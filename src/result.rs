//! Result entry payload: the set of files one compilation produced
//!
//! A result is an ordered list of (file type, payload) pairs. Small
//! payloads are embedded in the entry itself; large ones are stored as raw
//! sidecar files next to the entry so they can be hard-linked into the
//! build tree.

use std::convert::TryFrom;
use std::fmt;

use crate::error::CacheError;
use crate::util::{ByteReader, ByteWriter};

pub const RESULT_VERSION: u8 = 1;

const MARKER_EMBEDDED: u8 = 0;
const MARKER_RAW: u8 = 1;

/// Kinds of files a compiler invocation can produce, at most one of each
/// per result
#[derive(Debug, Clone, Copy, PartialEq, Eq, PartialOrd, Ord)]
#[repr(u8)]
pub enum FileType {
	Object = 0,
	Dependency = 1,
	Stderr = 2,
	CoverageNotes = 3,
	StackUsage = 4,
	Diagnostic = 5,
	DwarfObject = 6,
	AssemblerListing = 7,
	IncludedPchFile = 8,
}

impl FileType {
	pub fn as_str(&self) -> &'static str {
		match self {
			FileType::Object => "object",
			FileType::Dependency => "dependency",
			FileType::Stderr => "stderr",
			FileType::CoverageNotes => "coverage notes",
			FileType::StackUsage => "stack usage",
			FileType::Diagnostic => "diagnostic",
			FileType::DwarfObject => "DWARF object",
			FileType::AssemblerListing => "assembler listing",
			FileType::IncludedPchFile => "included PCH file",
		}
	}
}

impl TryFrom<u8> for FileType {
	type Error = CacheError;

	fn try_from(value: u8) -> Result<Self, CacheError> {
		match value {
			0 => Ok(FileType::Object),
			1 => Ok(FileType::Dependency),
			2 => Ok(FileType::Stderr),
			3 => Ok(FileType::CoverageNotes),
			4 => Ok(FileType::StackUsage),
			5 => Ok(FileType::Diagnostic),
			6 => Ok(FileType::DwarfObject),
			7 => Ok(FileType::AssemblerListing),
			8 => Ok(FileType::IncludedPchFile),
			other => Err(CacheError::CorruptEntry {
				message: format!("unknown result file type {}", other),
			}),
		}
	}
}

impl fmt::Display for FileType {
	fn fmt(&self, f: &mut fmt::Formatter<'_>) -> fmt::Result {
		write!(f, "{}", self.as_str())
	}
}

/// Where a file's bytes live
#[derive(Debug, Clone, PartialEq, Eq)]
pub enum FileData {
	/// Bytes inlined in the result entry
	Embedded(Vec<u8>),

	/// Reference to sidecar file number `sidecar` holding `size` bytes
	Raw { sidecar: u8, size: u64 },
}

impl FileData {
	pub fn size(&self) -> u64 {
		match self {
			FileData::Embedded(bytes) => bytes.len() as u64,
			FileData::Raw { size, .. } => *size,
		}
	}
}

#[derive(Debug, Clone, PartialEq, Eq)]
pub struct ResultFile {
	pub file_type: FileType,
	pub data: FileData,
}

/// In-memory form of a result entry payload
#[derive(Debug, Clone, Default, PartialEq, Eq)]
pub struct ResultData {
	files: Vec<ResultFile>,
}

impl ResultData {
	pub fn new() -> Self {
		ResultData { files: Vec::new() }
	}

	pub fn files(&self) -> &[ResultFile] {
		&self.files
	}

	pub fn get(&self, file_type: FileType) -> Option<&ResultFile> {
		self.files.iter().find(|f| f.file_type == file_type)
	}

	/// Add a file, replacing any previous file of the same type so that
	/// each type appears at most once
	pub fn add(&mut self, file_type: FileType, data: FileData) {
		self.files.retain(|f| f.file_type != file_type);
		self.files.push(ResultFile { file_type, data });
	}

	/// Sidecar numbers referenced by raw files, in payload order
	pub fn raw_sidecars(&self) -> Vec<u8> {
		self.files
			.iter()
			.filter_map(|f| match f.data {
				FileData::Raw { sidecar, .. } => Some(sidecar),
				FileData::Embedded(_) => None,
			})
			.collect()
	}

	pub fn serialize(&self) -> Vec<u8> {
		let mut out = Vec::new();
		let mut writer = ByteWriter::new(&mut out);
		writer.write_u8(RESULT_VERSION);
		writer.write_u8(self.files.len() as u8);
		for file in &self.files {
			match &file.data {
				FileData::Embedded(bytes) => {
					writer.write_u8(MARKER_EMBEDDED);
					writer.write_u8(file.file_type as u8);
					writer.write_u64(bytes.len() as u64);
					writer.write_bytes(bytes);
				}
				FileData::Raw { sidecar, size } => {
					writer.write_u8(MARKER_RAW);
					writer.write_u8(file.file_type as u8);
					writer.write_u64(*size);
					writer.write_u8(*sidecar);
				}
			}
		}
		out
	}

	pub fn read(payload: &[u8]) -> Result<Self, CacheError> {
		let mut reader = ByteReader::new(payload);
		let version = reader.read_u8()?;
		if version != RESULT_VERSION {
			return Err(CacheError::CorruptEntry {
				message: format!("unknown result format version {}", version),
			});
		}
		let count = reader.read_u8()?;
		let mut result = ResultData::new();
		for _ in 0..count {
			let marker = reader.read_u8()?;
			let file_type = FileType::try_from(reader.read_u8()?)?;
			let size = reader.read_u64()?;
			let data = match marker {
				MARKER_EMBEDDED => FileData::Embedded(reader.read_bytes(size as usize)?.to_vec()),
				MARKER_RAW => FileData::Raw { sidecar: reader.read_u8()?, size },
				other => {
					return Err(CacheError::CorruptEntry {
						message: format!("unknown result file marker {}", other),
					})
				}
			};
			if result.get(file_type).is_some() {
				return Err(CacheError::CorruptEntry {
					message: format!("duplicate {} file in result", file_type),
				});
			}
			result.files.push(ResultFile { file_type, data });
		}
		if reader.remaining() != 0 {
			return Err(CacheError::CorruptEntry {
				message: format!("{} trailing bytes after result payload", reader.remaining()),
			});
		}
		Ok(result)
	}
}


// vim: ts=4
//! Compiler option classification table
//!
//! Drives three decisions: whether an option disqualifies the invocation
//! from caching ("too hard"), whether it changes the preprocessed output,
//! and how its value is absorbed into the hash (plain, separate argument,
//! concatenated argument, path). Prefix lookups resolve ties by taking the
//! longest matching table entry.

pub const AFFECTS_CPP: u32 = 1 << 0;
pub const AFFECTS_COMP: u32 = 1 << 1;
pub const TOO_HARD: u32 = 1 << 2;
pub const TOO_HARD_DIRECT: u32 = 1 << 3;
pub const TAKES_ARG: u32 = 1 << 4;
pub const TAKES_CONCAT_ARG: u32 = 1 << 5;
pub const TAKES_PATH: u32 = 1 << 6;

struct CompOpt {
	name: &'static str,
	flags: u32,
}

// Sorted by name; looked up with binary search.
const COMPOPTS: &[CompOpt] = &[
	CompOpt { name: "--analyze", flags: TOO_HARD },
	CompOpt { name: "--param", flags: TAKES_ARG },
	CompOpt { name: "--save-temps", flags: TOO_HARD },
	CompOpt { name: "--serialize-diagnostics", flags: TAKES_ARG | TAKES_PATH },
	CompOpt { name: "--sysroot", flags: AFFECTS_CPP | TAKES_ARG | TAKES_PATH },
	CompOpt { name: "-A", flags: AFFECTS_CPP | TAKES_ARG },
	CompOpt { name: "-B", flags: TAKES_ARG | TAKES_CONCAT_ARG | TAKES_PATH },
	CompOpt { name: "-D", flags: AFFECTS_CPP | TAKES_ARG | TAKES_CONCAT_ARG },
	CompOpt { name: "-E", flags: TOO_HARD },
	CompOpt { name: "-F", flags: AFFECTS_CPP | TAKES_ARG | TAKES_CONCAT_ARG | TAKES_PATH },
	CompOpt { name: "-G", flags: TAKES_ARG },
	CompOpt { name: "-I", flags: AFFECTS_CPP | TAKES_ARG | TAKES_CONCAT_ARG | TAKES_PATH },
	CompOpt { name: "-L", flags: TAKES_ARG },
	CompOpt { name: "-M", flags: TOO_HARD },
	CompOpt { name: "-MF", flags: TAKES_ARG | TAKES_CONCAT_ARG | TAKES_PATH },
	CompOpt { name: "-MM", flags: TOO_HARD },
	CompOpt { name: "-MQ", flags: TAKES_ARG | TAKES_CONCAT_ARG },
	CompOpt { name: "-MT", flags: TAKES_ARG | TAKES_CONCAT_ARG },
	CompOpt { name: "-P", flags: AFFECTS_CPP | TOO_HARD_DIRECT },
	CompOpt { name: "-U", flags: AFFECTS_CPP | TAKES_ARG | TAKES_CONCAT_ARG },
	CompOpt { name: "-V", flags: TAKES_ARG },
	CompOpt { name: "-Xassembler", flags: AFFECTS_COMP | TAKES_ARG },
	CompOpt { name: "-Xclang", flags: AFFECTS_COMP | TAKES_ARG },
	CompOpt { name: "-Xlinker", flags: TAKES_ARG },
	CompOpt { name: "-Xpreprocessor", flags: AFFECTS_CPP | TOO_HARD_DIRECT | TAKES_ARG },
	CompOpt { name: "-arch", flags: AFFECTS_COMP | TAKES_ARG },
	CompOpt { name: "-aux-info", flags: TAKES_ARG },
	CompOpt { name: "-b", flags: TAKES_ARG },
	CompOpt { name: "-fmodules", flags: TOO_HARD },
	CompOpt { name: "-fno-working-directory", flags: AFFECTS_CPP },
	CompOpt { name: "-fplugin=libcc1plugin", flags: TOO_HARD },
	CompOpt { name: "-fsyntax-only", flags: TOO_HARD },
	CompOpt { name: "-fworking-directory", flags: AFFECTS_CPP },
	CompOpt { name: "-gtoggle", flags: TOO_HARD },
	CompOpt { name: "-idirafter", flags: AFFECTS_CPP | TAKES_ARG | TAKES_CONCAT_ARG | TAKES_PATH },
	CompOpt { name: "-iframework", flags: AFFECTS_CPP | TAKES_ARG | TAKES_PATH },
	CompOpt { name: "-imacros", flags: AFFECTS_CPP | TAKES_ARG | TAKES_PATH },
	CompOpt { name: "-imultilib", flags: AFFECTS_CPP | TAKES_ARG | TAKES_PATH },
	CompOpt { name: "-include", flags: AFFECTS_CPP | TAKES_ARG | TAKES_PATH },
	CompOpt { name: "-include-pch", flags: AFFECTS_CPP | TAKES_ARG | TAKES_PATH },
	CompOpt { name: "-install_name", flags: TAKES_ARG },
	CompOpt { name: "-iprefix", flags: AFFECTS_CPP | TAKES_ARG | TAKES_PATH },
	CompOpt { name: "-iquote", flags: AFFECTS_CPP | TAKES_ARG | TAKES_PATH },
	CompOpt { name: "-isysroot", flags: AFFECTS_CPP | TAKES_ARG | TAKES_PATH },
	CompOpt { name: "-isystem", flags: AFFECTS_CPP | TAKES_ARG | TAKES_PATH },
	CompOpt { name: "-iwithprefix", flags: AFFECTS_CPP | TAKES_ARG | TAKES_PATH },
	CompOpt { name: "-iwithprefixbefore", flags: AFFECTS_CPP | TAKES_ARG | TAKES_PATH },
	CompOpt { name: "-nostdinc", flags: AFFECTS_CPP },
	CompOpt { name: "-nostdinc++", flags: AFFECTS_CPP },
	CompOpt { name: "-remap", flags: AFFECTS_CPP },
	CompOpt { name: "-save-temps", flags: TOO_HARD },
	CompOpt { name: "-trigraphs", flags: AFFECTS_CPP },
	CompOpt { name: "-u", flags: TAKES_ARG },
];

// Options recognized by prefix rather than exact name. Kept separate from
// the exact table; the longest matching prefix wins.
const PREFIX_COMPOPTS: &[CompOpt] = &[
	CompOpt { name: "--specs=", flags: AFFECTS_COMP | TAKES_PATH },
	CompOpt { name: "--sysroot=", flags: AFFECTS_CPP | TAKES_PATH },
	CompOpt { name: "-MF", flags: TAKES_PATH },
	CompOpt { name: "-Wa,", flags: AFFECTS_COMP },
	CompOpt { name: "-Wp,", flags: AFFECTS_CPP | TOO_HARD_DIRECT },
	CompOpt { name: "-frandom-seed=", flags: AFFECTS_COMP },
	CompOpt { name: "-fsanitize-blacklist=", flags: AFFECTS_CPP | TAKES_PATH },
	CompOpt { name: "-specs=", flags: AFFECTS_COMP | TAKES_PATH },
	CompOpt { name: "-stdlib=", flags: AFFECTS_CPP },
];

fn find(option: &str) -> Option<&'static CompOpt> {
	COMPOPTS
		.binary_search_by(|probe| probe.name.cmp(option))
		.ok()
		.map(|index| &COMPOPTS[index])
}

/// Longest prefix-table entry that is a prefix of `option`
fn find_prefix(option: &str) -> Option<&'static CompOpt> {
	PREFIX_COMPOPTS
		.iter()
		.filter(|entry| option.starts_with(entry.name))
		.max_by_key(|entry| entry.name.len())
}

fn has_flag(option: &str, flag: u32) -> bool {
	find(option).map(|entry| entry.flags & flag != 0).unwrap_or(false)
}

pub fn affects_cpp_output(option: &str) -> bool {
	has_flag(option, AFFECTS_CPP)
}

pub fn affects_compiler_output(option: &str) -> bool {
	has_flag(option, AFFECTS_COMP)
}

pub fn too_hard(option: &str) -> bool {
	has_flag(option, TOO_HARD)
}

pub fn too_hard_for_direct_mode(option: &str) -> bool {
	has_flag(option, TOO_HARD_DIRECT)
}

pub fn takes_arg(option: &str) -> bool {
	has_flag(option, TAKES_ARG)
}

pub fn takes_concat_arg(option: &str) -> bool {
	has_flag(option, TAKES_CONCAT_ARG)
}

pub fn takes_path(option: &str) -> bool {
	has_flag(option, TAKES_PATH)
}

pub fn prefix_affects_cpp_output(option: &str) -> bool {
	find_prefix(option).map(|entry| entry.flags & AFFECTS_CPP != 0).unwrap_or(false)
}

pub fn prefix_too_hard_for_direct_mode(option: &str) -> bool {
	find_prefix(option).map(|entry| entry.flags & TOO_HARD_DIRECT != 0).unwrap_or(false)
}

/// For a prefix option carrying a concatenated path (e.g. `--sysroot=/x`),
/// return the path part
pub fn prefix_takes_path(option: &str) -> Option<&str> {
	find_prefix(option)
		.filter(|entry| entry.flags & TAKES_PATH != 0)
		.map(|entry| &option[entry.name.len()..])
}

/// Split an argument written in concatenated form (`-DFOO=1`,
/// `-Iinclude`) into its option name and value. The longest matching
/// option wins so that `-include` is not read as `-i nclude`.
pub fn split_concat(argument: &str) -> Option<(&'static str, &str)> {
	COMPOPTS
		.iter()
		.filter(|entry| {
			entry.flags & TAKES_CONCAT_ARG != 0
				&& argument.starts_with(entry.name)
				&& argument.len() > entry.name.len()
		})
		.max_by_key(|entry| entry.name.len())
		.map(|entry| (entry.name, &argument[entry.name.len()..]))
}

/// Stable sort rank for canonical argument ordering: table position for
/// known options, past-the-end for everything else so unknown options keep
/// their relative command-line order
pub fn canonical_rank(option: &str) -> usize {
	if let Ok(index) = COMPOPTS.binary_search_by(|probe| probe.name.cmp(option)) {
		return index;
	}
	if let Some(entry) = find_prefix(option) {
		if let Some(position) = PREFIX_COMPOPTS.iter().position(|e| e.name == entry.name) {
			return COMPOPTS.len() + position;
		}
	}
	COMPOPTS.len() + PREFIX_COMPOPTS.len()
}

#[cfg(test)]
mod tests {
	use super::*;

	#[test]
	fn test_table_is_sorted() {
		for pair in COMPOPTS.windows(2) {
			assert!(pair[0].name < pair[1].name, "{} >= {}", pair[0].name, pair[1].name);
		}
	}

	#[test]
	fn test_exact_lookups() {
		assert!(affects_cpp_output("-I"));
		assert!(affects_cpp_output("-D"));
		assert!(affects_cpp_output("-include"));
		assert!(!affects_cpp_output("-L"));
		assert!(takes_path("-isystem"));
		assert!(takes_arg("-MT"));
		assert!(takes_concat_arg("-D"));
		assert!(!takes_concat_arg("-include"));
	}

	#[test]
	fn test_too_hard_options() {
		assert!(too_hard("-save-temps"));
		assert!(too_hard("--analyze"));
		assert!(too_hard("-MM"));
		assert!(too_hard("-M"));
		assert!(!too_hard("-MF"));
		assert!(too_hard_for_direct_mode("-Xpreprocessor"));
		assert!(!too_hard_for_direct_mode("-I"));
	}

	#[test]
	fn test_unknown_option() {
		assert!(!too_hard("-O2"));
		assert!(!affects_cpp_output("-O2"));
		assert!(!takes_arg("-c"));
	}

	#[test]
	fn test_longest_prefix_wins() {
		// "--sysroot=/x" must match "--sysroot=" (concatenated path), not
		// be mistaken for the two-argument "--sysroot" form.
		assert_eq!(prefix_takes_path("--sysroot=/opt/sdk"), Some("/opt/sdk"));
		assert!(prefix_affects_cpp_output("--sysroot=/opt/sdk"));
		assert!(prefix_affects_cpp_output("-Wp,-DX=1"));
		assert!(prefix_too_hard_for_direct_mode("-Wp,-DX=1"));
		assert_eq!(prefix_takes_path("-O2"), None);
	}

	#[test]
	fn test_split_concat() {
		assert_eq!(split_concat("-DFOO=1"), Some(("-D", "FOO=1")));
		assert_eq!(split_concat("-Iinclude"), Some(("-I", "include")));
		assert_eq!(split_concat("-idirafter/x"), Some(("-idirafter", "/x")));
		assert_eq!(split_concat("-D"), None);
		assert_eq!(split_concat("-O2"), None);
		// "-include" must not be read as a concatenated "-i nclude".
		assert_eq!(split_concat("-include"), None);
	}

	#[test]
	fn test_canonical_rank_is_stable() {
		let rank_d = canonical_rank("-D");
		let rank_i = canonical_rank("-I");
		assert!(rank_d < rank_i, "table order defines the canonical order");
		assert_eq!(canonical_rank("-unknown"), canonical_rank("-also-unknown"));
		assert!(canonical_rank("-D") < canonical_rank("-unknown"));
	}
}

// vim: ts=4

::::

→ **Brief**
Establish how many lines of the records contain the string "false" and state that number without elaboration.

→ **Response box**
3